### Data for this task
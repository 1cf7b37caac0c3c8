//! # The Partially Constructed Transaction
//!
//! [`Pct`] is the entity every lifecycle role operates on: the transparent
//! inputs being spent, the transparent outputs and shielded actions being
//! created (each still carrying its plaintext script/value/memo so signers
//! can audit what they are authorizing), a per-input signature slot, and a
//! proof-bundle slot.
//!
//! A PCT is always in exactly one state, derived from slot occupancy:
//!
//! ```text
//! Proposed --prove--> Proved --append_signature×N--> PartiallySigned/Signed
//!     --finalize_and_extract--> raw bytes (terminal)
//! ```
//!
//! The struct is deliberately opaque: fields are crate-private and mutation
//! happens only through the lifecycle roles, so a PCT can never hold a
//! half-applied transformation.

pub mod codec;

use serde::{Deserialize, Serialize};
use std::fmt;

use crate::config::{
    Network, PUBKEY_LENGTH, SHIELDED_RECEIVER_LENGTH, SIGHASH_LENGTH, SIGNATURE_LENGTH,
    TXID_LENGTH,
};
use crate::crypto;

// ---------------------------------------------------------------------------
// Fixed-width byte fields
// ---------------------------------------------------------------------------

/// Serde adapter for byte arrays longer than serde's built-in 32-element
/// limit. Serializes as a length-prefixed byte string.
pub(crate) mod serde_array {
    use serde::de::{Error, SeqAccess, Visitor};
    use serde::{Deserializer, Serializer};
    use std::fmt;

    pub fn serialize<S, const N: usize>(bytes: &[u8; N], ser: S) -> Result<S::Ok, S::Error>
    where
        S: Serializer,
    {
        ser.serialize_bytes(bytes)
    }

    pub fn deserialize<'de, D, const N: usize>(de: D) -> Result<[u8; N], D::Error>
    where
        D: Deserializer<'de>,
    {
        struct ArrayVisitor<const N: usize>;

        impl<'de, const N: usize> Visitor<'de> for ArrayVisitor<N> {
            type Value = [u8; N];

            fn expecting(&self, f: &mut fmt::Formatter<'_>) -> fmt::Result {
                write!(f, "a byte array of length {}", N)
            }

            fn visit_bytes<E: Error>(self, v: &[u8]) -> Result<Self::Value, E> {
                v.try_into()
                    .map_err(|_| E::invalid_length(v.len(), &self))
            }

            fn visit_seq<A: SeqAccess<'de>>(self, mut seq: A) -> Result<Self::Value, A::Error> {
                let mut out = [0u8; N];
                for (i, slot) in out.iter_mut().enumerate() {
                    *slot = seq
                        .next_element()?
                        .ok_or_else(|| A::Error::invalid_length(i, &self))?;
                }
                Ok(out)
            }
        }

        de.deserialize_bytes(ArrayVisitor::<N>)
    }
}

// ---------------------------------------------------------------------------
// Signature & Sighash
// ---------------------------------------------------------------------------

/// An externally produced signature: exactly 64 bytes, opaque to this layer.
#[derive(Clone, Copy, PartialEq, Eq, Serialize, Deserialize)]
pub struct Signature(#[serde(with = "serde_array")] [u8; SIGNATURE_LENGTH]);

impl Signature {
    /// Wrap a signature buffer, if it has the required length.
    pub fn from_bytes(bytes: &[u8]) -> Option<Self> {
        let arr: [u8; SIGNATURE_LENGTH] = bytes.try_into().ok()?;
        Some(Self(arr))
    }

    /// The raw 64 bytes.
    pub fn as_bytes(&self) -> &[u8; SIGNATURE_LENGTH] {
        &self.0
    }
}

impl From<[u8; SIGNATURE_LENGTH]> for Signature {
    fn from(bytes: [u8; SIGNATURE_LENGTH]) -> Self {
        Self(bytes)
    }
}

impl fmt::Debug for Signature {
    fn fmt(&self, f: &mut fmt::Formatter<'_>) -> fmt::Result {
        write!(f, "Signature({}…)", hex::encode(&self.0[..8]))
    }
}

/// A per-input signature hash: 32 bytes, scoped to one transparent input.
#[derive(Clone, Copy, PartialEq, Eq)]
pub struct Sighash([u8; SIGHASH_LENGTH]);

impl Sighash {
    pub(crate) fn from_array(bytes: [u8; SIGHASH_LENGTH]) -> Self {
        Self(bytes)
    }

    /// The raw 32 bytes an external signer must sign.
    pub fn as_bytes(&self) -> &[u8; SIGHASH_LENGTH] {
        &self.0
    }
}

impl fmt::Debug for Sighash {
    fn fmt(&self, f: &mut fmt::Formatter<'_>) -> fmt::Result {
        write!(f, "Sighash({})", hex::encode(self.0))
    }
}

// ---------------------------------------------------------------------------
// Transaction components
// ---------------------------------------------------------------------------

/// A transparent input being spent, plus its signature slot.
#[derive(Debug, Clone, PartialEq, Eq, Serialize, Deserialize)]
pub struct TransparentInput {
    #[serde(with = "serde_array")]
    pub(crate) pubkey: [u8; PUBKEY_LENGTH],
    pub(crate) prev_txid: [u8; TXID_LENGTH],
    pub(crate) prev_index: u32,
    pub(crate) value: u64,
    pub(crate) script_pubkey: Vec<u8>,
    /// Filled by the signer port; consumed by the finalizer.
    pub(crate) signature: Option<Signature>,
}

impl TransparentInput {
    pub fn pubkey(&self) -> &[u8; PUBKEY_LENGTH] {
        &self.pubkey
    }

    pub fn prev_txid(&self) -> &[u8; TXID_LENGTH] {
        &self.prev_txid
    }

    pub fn prev_index(&self) -> u32 {
        self.prev_index
    }

    pub fn value(&self) -> u64 {
        self.value
    }

    pub fn script_pubkey(&self) -> &[u8] {
        &self.script_pubkey
    }

    /// The signature currently occupying this input's slot, if any.
    pub fn signature(&self) -> Option<&Signature> {
        self.signature.as_ref()
    }
}

/// A transparent output: plaintext script and value.
#[derive(Debug, Clone, PartialEq, Eq, Serialize, Deserialize)]
pub struct TransparentOutput {
    pub(crate) value: u64,
    pub(crate) script_pubkey: Vec<u8>,
}

impl TransparentOutput {
    pub fn value(&self) -> u64 {
        self.value
    }

    pub fn script_pubkey(&self) -> &[u8] {
        &self.script_pubkey
    }
}

/// A shielded action: recipient, value, and memo, all plaintext until
/// finalization seals them into an opaque commitment.
#[derive(Debug, Clone, PartialEq, Eq, Serialize, Deserialize)]
pub struct ShieldedAction {
    #[serde(with = "serde_array")]
    pub(crate) receiver: [u8; SHIELDED_RECEIVER_LENGTH],
    pub(crate) value: u64,
    pub(crate) memo: Vec<u8>,
}

impl ShieldedAction {
    pub fn receiver(&self) -> &[u8; SHIELDED_RECEIVER_LENGTH] {
        &self.receiver
    }

    pub fn value(&self) -> u64 {
        self.value
    }

    pub fn memo(&self) -> &[u8] {
        &self.memo
    }

    /// The sealed (metadata-stripped) on-chain form of this action.
    pub fn seal(&self) -> [u8; 32] {
        let mut data = Vec::with_capacity(SHIELDED_RECEIVER_LENGTH + 8 + 4 + self.memo.len());
        data.extend_from_slice(&self.receiver);
        data.extend_from_slice(&self.value.to_le_bytes());
        data.extend_from_slice(&(self.memo.len() as u32).to_le_bytes());
        data.extend_from_slice(&self.memo);
        crypto::tagged_digest("pct sealed action v1", &data)
    }
}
######
Begin with the first line of the listing above and write out each line exactly, ending with the line that contains "crate-private and mutation".

• The completed task:
repository 1cf7b37caac0c3c8
//! # The Partially Constructed Transaction
//!
//! [`Pct`] is the entity every lifecycle role operates on: the transparent
//! inputs being spent, the transparent outputs and shielded actions being
//! created (each still carrying its plaintext script/value/memo so signers
//! can audit what they are authorizing), a per-input signature slot, and a
//! proof-bundle slot.
//!
//! A PCT is always in exactly one state, derived from slot occupancy:
//!
//! ```text
//! Proposed --prove--> Proved --append_signature×N--> PartiallySigned/Signed
//!     --finalize_and_extract--> raw bytes (terminal)
//! ```
//!
//! The struct is deliberately opaque: fields are crate-private and mutation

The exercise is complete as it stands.